State comparison layer
The most invasive part of this modification in the SimGrid codebase is the logic to read data from the snapshots. Without this feature, a simple offset was applied to find the base of a variable in the snapshot: now, a software MMU algorithm must be done. A variable can now be split across different non-contiguous memory pages. The whole logic of reading from snapshots had to me modified to handle this.
Results
Those results were obtained with the command:
# COMMAND: sendrecv2, mprobe or sendall
# SPARSE, SOFTDIRTY: yes or no
cd teshsuite/smpi/mpich3-test/pt2pt/
export TIME="clock:%e user:%U sys:%S swapped:%W exitval:%x max:%Mk"
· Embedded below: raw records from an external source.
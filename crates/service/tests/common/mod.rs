//! Shared fixtures for the service integration tests.

#![allow(dead_code)]

use std::sync::Arc;
use std::sync::atomic::{AtomicUsize, Ordering};
use std::time::Duration;

use actordir_core::{
    ActorCheckpointData, ActorCheckpointIdData, ActorId, ActorTableData, CheckpointId, Status,
};
use actordir_events::{Channel, Publisher, Result as PublishResult};
use actordir_service::{
    ActorInfoAccessor, Completion, InMemoryActorStore, MultiItemCallback, OptionalItemCallback,
    Rejected, ReplySender, StatusCallback, Submitted,
};
use parking_lot::Mutex;
use rand::rngs::StdRng;
use rand::{Rng, SeedableRng};
use tokio::runtime::Handle;

/// Something observable that happened while serving a request.
#[derive(Debug, Clone, PartialEq, Eq)]
pub enum Event {
    Published { channel: String, key: String },
    Replied { request: usize, status: Status },
}

/// Ordered record of publishes and replies.
#[derive(Debug, Default, Clone)]
pub struct Timeline {
    events: Arc<Mutex<Vec<Event>>>,
}

impl Timeline {
    pub fn new() -> Self {
        Self::default()
    }

    pub fn push(&self, event: Event) {
        self.events.lock().push(event);
    }

    pub fn events(&self) -> Vec<Event> {
        self.events.lock().clone()
    }

    pub fn publishes(&self) -> usize {
        self.events
            .lock()
            .iter()
            .filter(|e| matches!(e, Event::Published { .. }))
            .count()
    }

    pub fn replies(&self) -> Vec<(usize, Status)> {
        self.events
            .lock()
            .iter()
            .filter_map(|e| match e {
                Event::Replied { request, status } => Some((*request, status.clone())),
                Event::Published { .. } => None,
            })
            .collect()
    }

    /// Wait until at least `count` replies were recorded.
    pub async fn wait_for_replies(&self, count: usize) -> Result<(), String> {
        let deadline = tokio::time::Instant::now() + Duration::from_secs(10);
        loop {
            let seen = self.replies().len();
            if seen >= count {
                return Ok(());
            }
            if tokio::time::Instant::now() >= deadline {
                return Err(format!("saw {seen} of {count} replies before timing out"));
            }
            tokio::time::sleep(Duration::from_millis(5)).await;
        }
    }

    /// A reply sender that records its reply under `request`.
    pub fn reply_sender<R: Default + Send + 'static>(&self, request: usize) -> ReplySender<R> {
        let timeline = self.clone();
        ReplySender::from_fn(move |_payload: R, status| {
            timeline.push(Event::Replied { request, status });
        })
    }
}

/// Publisher that appends to a [`Timeline`].
#[derive(Debug, Clone)]
pub struct RecordingPublisher {
    timeline: Timeline,
}

impl RecordingPublisher {
    pub const fn new(timeline: Timeline) -> Self {
        Self { timeline }
    }
}

impl Publisher for RecordingPublisher {
    fn publish(&self, channel: &Channel, key: &str, _payload: Vec<u8>) -> PublishResult<()> {
        self.timeline.push(Event::Published {
            channel: channel.to_string(),
            key: key.to_string(),
        });
        Ok(())
    }
}

/// How a [`ScriptedStore`] treats every call.
#[derive(Debug, Clone)]
pub enum Script {
    /// Forward to the in-memory store.
    Forward,
    /// Refuse synchronously with the status.
    RejectSync(Status),
    /// Accept, then complete with the failure from another task.
    FailAsync(Status),
}

/// Store wrapper that counts calls and can inject failures.
pub struct ScriptedStore {
    inner: InMemoryActorStore,
    script: Mutex<Script>,
    calls: AtomicUsize,
}

impl ScriptedStore {
    pub fn new(runtime: Handle) -> Self {
        Self {
            inner: InMemoryActorStore::new(runtime),
            script: Mutex::new(Script::Forward),
            calls: AtomicUsize::new(0),
        }
    }

    pub fn set_script(&self, script: Script) {
        *self.script.lock() = script;
    }

    pub fn calls(&self) -> usize {
        self.calls.load(Ordering::SeqCst)
    }

    fn intercept<C: Completion>(
        &self,
        callback: C,
        forward: impl FnOnce(&InMemoryActorStore, C) -> Submitted<C>,
    ) -> Submitted<C> {
        self.calls.fetch_add(1, Ordering::SeqCst);
        let script = self.script.lock().clone();
        match script {
            Script::Forward => forward(&self.inner, callback),
            Script::RejectSync(status) => Err(Rejected::new(status, callback)),
            Script::FailAsync(status) => {
                tokio::spawn(async move { callback.fail(status) });
                Ok(())
            }
        }
    }
}

impl ActorInfoAccessor for ScriptedStore {
    fn async_get(
        &self,
        actor_id: &ActorId,
        callback: OptionalItemCallback<ActorTableData>,
    ) -> Submitted<OptionalItemCallback<ActorTableData>> {
        self.intercept(callback, |s, c| s.async_get(actor_id, c))
    }

    fn async_get_all(
        &self,
        callback: MultiItemCallback<ActorTableData>,
    ) -> Submitted<MultiItemCallback<ActorTableData>> {
        self.intercept(callback, |s, c| s.async_get_all(c))
    }

    fn async_register(
        &self,
        data: Arc<ActorTableData>,
        callback: StatusCallback,
    ) -> Submitted<StatusCallback> {
        self.intercept(callback, |s, c| s.async_register(data, c))
    }

    fn async_update(
        &self,
        actor_id: &ActorId,
        data: Arc<ActorTableData>,
        callback: StatusCallback,
    ) -> Submitted<StatusCallback> {
        self.intercept(callback, |s, c| s.async_update(actor_id, data, c))
    }

    fn async_add_checkpoint(
        &self,
        data: Arc<ActorCheckpointData>,
        callback: StatusCallback,
    ) -> Submitted<StatusCallback> {
        self.intercept(callback, |s, c| s.async_add_checkpoint(data, c))
    }

    fn async_get_checkpoint(
        &self,
        checkpoint_id: &CheckpointId,
        actor_id: &ActorId,
        callback: OptionalItemCallback<ActorCheckpointData>,
    ) -> Submitted<OptionalItemCallback<ActorCheckpointData>> {
        self.intercept(callback, |s, c| {
            s.async_get_checkpoint(checkpoint_id, actor_id, c)
        })
    }

    fn async_get_checkpoint_id(
        &self,
        actor_id: &ActorId,
        callback: OptionalItemCallback<ActorCheckpointIdData>,
    ) -> Submitted<OptionalItemCallback<ActorCheckpointIdData>> {
        self.intercept(callback, |s, c| s.async_get_checkpoint_id(actor_id, c))
    }
}

/// Store that completes every call along a randomly chosen path.
///
/// Each call is either refused synchronously, completed inline before the
/// submission returns, completed on a tokio task, or completed from a plain
/// OS thread. Accepted calls succeed or fail at random; successful reads
/// always carry a default item.
pub struct ChaosStore {
    rng: Mutex<StdRng>,
    runtime: Handle,
}

#[derive(Debug, Clone, Copy)]
enum Path {
    RejectSync,
    Inline,
    Task,
    Thread,
}

impl ChaosStore {
    pub fn new(seed: u64, runtime: Handle) -> Self {
        Self {
            rng: Mutex::new(StdRng::seed_from_u64(seed)),
            runtime,
        }
    }

    fn roll(&self) -> (Path, bool) {
        let mut rng = self.rng.lock();
        let path = match rng.gen_range(0..4) {
            0 => Path::RejectSync,
            1 => Path::Inline,
            2 => Path::Task,
            _ => Path::Thread,
        };
        (path, rng.gen_bool(0.7))
    }

    fn run<C: Completion>(
        &self,
        callback: C,
        finish: impl FnOnce(C, Status) + Send + 'static,
    ) -> Submitted<C> {
        let (path, succeed) = self.roll();
        let status = if succeed {
            Status::ok()
        } else {
            Status::io_error("injected store failure")
        };
        match path {
            Path::RejectSync => {
                return Err(Rejected::new(Status::unavailable("injected rejection"), callback));
            }
            Path::Inline => finish(callback, status),
            Path::Task => {
                self.runtime.spawn(async move { finish(callback, status) });
            }
            Path::Thread => {
                std::thread::spawn(move || finish(callback, status));
            }
        }
        Ok(())
    }

    fn run_status(&self, callback: StatusCallback) -> Submitted<StatusCallback> {
        self.run(callback, |callback, status| callback(status))
    }

    fn run_optional<T: Default + Send + 'static>(
        &self,
        callback: OptionalItemCallback<T>,
    ) -> Submitted<OptionalItemCallback<T>> {
        self.run(callback, |callback, status| {
            let item = status.is_ok().then(T::default);
            callback(status, item);
        })
    }
}

impl ActorInfoAccessor for ChaosStore {
    fn async_get(
        &self,
        _actor_id: &ActorId,
        callback: OptionalItemCallback<ActorTableData>,
    ) -> Submitted<OptionalItemCallback<ActorTableData>> {
        self.run_optional(callback)
    }

    fn async_get_all(
        &self,
        callback: MultiItemCallback<ActorTableData>,
    ) -> Submitted<MultiItemCallback<ActorTableData>> {
        self.run(callback, |callback, status| {
            let items = if status.is_ok() {
                vec![ActorTableData::default()]
            } else {
                Vec::new()
            };
            callback(status, items);
        })
    }

    fn async_register(
        &self,
        _data: Arc<ActorTableData>,
        callback: StatusCallback,
    ) -> Submitted<StatusCallback> {
        self.run_status(callback)
    }

    fn async_update(
        &self,
        _actor_id: &ActorId,
        _data: Arc<ActorTableData>,
        callback: StatusCallback,
    ) -> Submitted<StatusCallback> {
        self.run_status(callback)
    }

    fn async_add_checkpoint(
        &self,
        _data: Arc<ActorCheckpointData>,
        callback: StatusCallback,
    ) -> Submitted<StatusCallback> {
        self.run_status(callback)
    }

    fn async_get_checkpoint(
        &self,
        _checkpoint_id: &CheckpointId,
        _actor_id: &ActorId,
        callback: OptionalItemCallback<ActorCheckpointData>,
    ) -> Submitted<OptionalItemCallback<ActorCheckpointData>> {
        self.run_optional(callback)
    }

    fn async_get_checkpoint_id(
        &self,
        _actor_id: &ActorId,
        callback: OptionalItemCallback<ActorCheckpointIdData>,
    ) -> Submitted<OptionalItemCallback<ActorCheckpointIdData>> {
        self.run_optional(callback)
    }
}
setarch x86_64 -R time smpirun -hostfile ../hostfile -platform $(find ../../../.. -name small_platform_with_routers.xml) --cfg=maxmin/precision:1e-9 --cfg=network/model:SMPI --cfg=network/TCP_gamma:4194304 -np 4 --cfg=model-check:1 --cfg=smpi/send_is_detached_thres:0 --cfg=smpi/coll_selector:mpich --cfg=contexts/factory:ucontext --cfg=model-check/max_depth:100000 --cfg=model-check/reduction:none --cfg=model-check/visited:100000 --cfg=contexts/stack_size:4 --cfg=model-check/sparse-checkpoint:$SPARSE --cfg=model-check/soft-dirty:$SOFTDIRTY $COMMAND
They were run on a laptop with quad-core Intel® Core™ i7-3687U CPU @ 2.10GHz with 8GiB of RAM. Note that the memory reported is the RSS and does include swapped-out memory.
sendrecv2
In this example, we observe a 80% reduction of the memory consumption for a slight slowdown. Using soft-dirty tracking does not have a positive impact on the performance: some time is gained in user land by avoiding comparing memory pages but the same amount of time is spend in kernel space tracking the soft-clean/soft-dirty pages.
Type | clock | user | system | Max. RSS (KiB) |
---|---|---|---|---|
Simple snapshot | 9.96s | 9.16s | 0.78s | 3 332 788 |
Same-page-merging snapshot w/o soft-dirty tracking | 10.02s | 9.82s | 0.19s | 540 420 |
Same-page-merging snapshot with soft-dirty tracking | 10.70s | 8.86s | 1.80s | 540 936 |
mprobe
Similar results here:
Type | clock | user | system | Max. RSS (KiB) |
---|---|---|---|---|
Simple snapshot | 13.41s | 13.00s | 0.40s | 1 692 492 |
Same-page-merging snapshot w/o soft-dirty tracking | 14.12s | 13.89s | 0.14s | 414 916 |
Same-page-merging snapshot with soft-dirty tracking | 14.44s | 13.16s | 1.25s | 415 028 |
sendflood
In this example, without the same-page-merging snapshot we hit the swap limit (the RSS does not include the swapped-out memory). In this case, using same-page-merging snapshot is faster because the process does not swap. Using soft-dirty tracking does not have a beneficial impact in this case either: a lot of a time is lost marking the pages as soft-dirty/soft-clean.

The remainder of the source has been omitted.